EXERCISE REQUIREMENTS: Copy the lines below that contain "await".

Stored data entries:
*** Begin section ***

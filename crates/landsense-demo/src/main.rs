use anyhow::Context;
use clap::Parser;
use landsense_classifiers::sample;
use landsense_classifiers::{LandCoverClassifier, OnnxModelLoader};
use landsense_core::ClassificationResult;
use landsense_demo::cli::{Cli, Commands};
use landsense_demo::models::DemoConfig;
use landsense_demo::server::run_server;
use rand::rngs::StdRng;
use rand::SeedableRng;
use std::net::SocketAddr;
use std::path::Path;
use tracing_subscriber::{layer::SubscriberExt, util::SubscriberInitExt};

#[tokio::main]
async fn main() -> anyhow::Result<()> {
    let cli = Cli::parse();

    match cli.command {
        Commands::Classify {
            image,
            config,
            json,
            verbose,
        } => {
            init_logging(verbose);

            let config = DemoConfig::load(config.as_deref())?;
            let classifier = config.classifier.build_classifier();

            let loader = OnnxModelLoader::new();
            if let Err(e) = classifier
                .initialize(&loader, &config.classifier.to_model_source())
                .await
            {
                tracing::warn!("Model unavailable ({}), running in demo mode", e);
            }

            let result = classify_file(&classifier, &image).await?;

            if json {
                println!("{}", serde_json::to_string_pretty(&result)?);
            } else {
                print_result(&image, &result);
            }
        }

        Commands::Sample { kind, out, seed } => {
            let png = match seed {
                Some(seed) => sample::render_png(kind, &mut StdRng::seed_from_u64(seed))?,
                None => sample::render_png(kind, &mut rand::thread_rng())?,
            };
            std::fs::write(&out, png)
                .with_context(|| format!("failed to write {}", out.display()))?;

            println!("Wrote {} sample to {}", kind, out.display());
        }

        Commands::Serve {
            port,
            address,
            config,
            verbose,
        } => {
            init_logging(verbose);

            let mut config = DemoConfig::load(config.as_deref())?;
            if let Some(port) = port {
                config.server.port = port;
            }
            if let Some(address) = address {
                config.server.address = address;
            }

            let addr: SocketAddr =
                format!("{}:{}", config.server.address, config.server.port).parse()?;

            println!();
            println!("  LandSense land-cover classification");
            println!();
            println!("  Model:    {}", config.classifier.to_model_source());
            println!("  Manifest: {}", config.classifier.manifest.display());
            println!();
            println!("  POST image bytes to http://{}/api/classify", addr);
            println!();

            run_server(config, addr).await?;
        }
    }

    Ok(())
}

async fn classify_file(
    classifier: &LandCoverClassifier,
    path: &Path,
) -> anyhow::Result<ClassificationResult> {
    let bytes = tokio::fs::read(path)
        .await
        .with_context(|| format!("failed to read {}", path.display()))?;

    classifier
        .classify(&bytes)
        .await
        .with_context(|| format!("failed to classify {}", path.display()))
}

fn print_result(path: &Path, result: &ClassificationResult) {
    println!("{}", path.display());
    for (rank, prediction) in result.predictions.iter().enumerate() {
        println!(
            "  {:>2}. {:<22} {:>6.2}%",
            rank + 1,
            prediction.label,
            prediction.confidence * 100.0
        );
    }
    println!("  processed in {}ms", result.processing_time_ms);

    if !result.used_real_model {
        println!();
        println!("  Demo mode: model not available, showing sample predictions");
    }
}

fn init_logging(verbose: bool) {
    let filter = if verbose {
        "landsense_demo=debug,landsense_classifiers=debug,tower_http=debug"
    } else {
        "landsense_demo=info,landsense_classifiers=info,tower_http=warn"
    };

    tracing_subscriber::registry()
        .with(
            tracing_subscriber::EnvFilter::try_from_default_env()
                .unwrap_or_else(|_| filter.into()),
        )
        .with(tracing_subscriber::fmt::layer())
        .init();
}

*** End section ***

TASK OUTPUT:
                .await
            let result = classify_file(&classifier, &image).await?;
            run_server(config, addr).await?;
        .await
        .await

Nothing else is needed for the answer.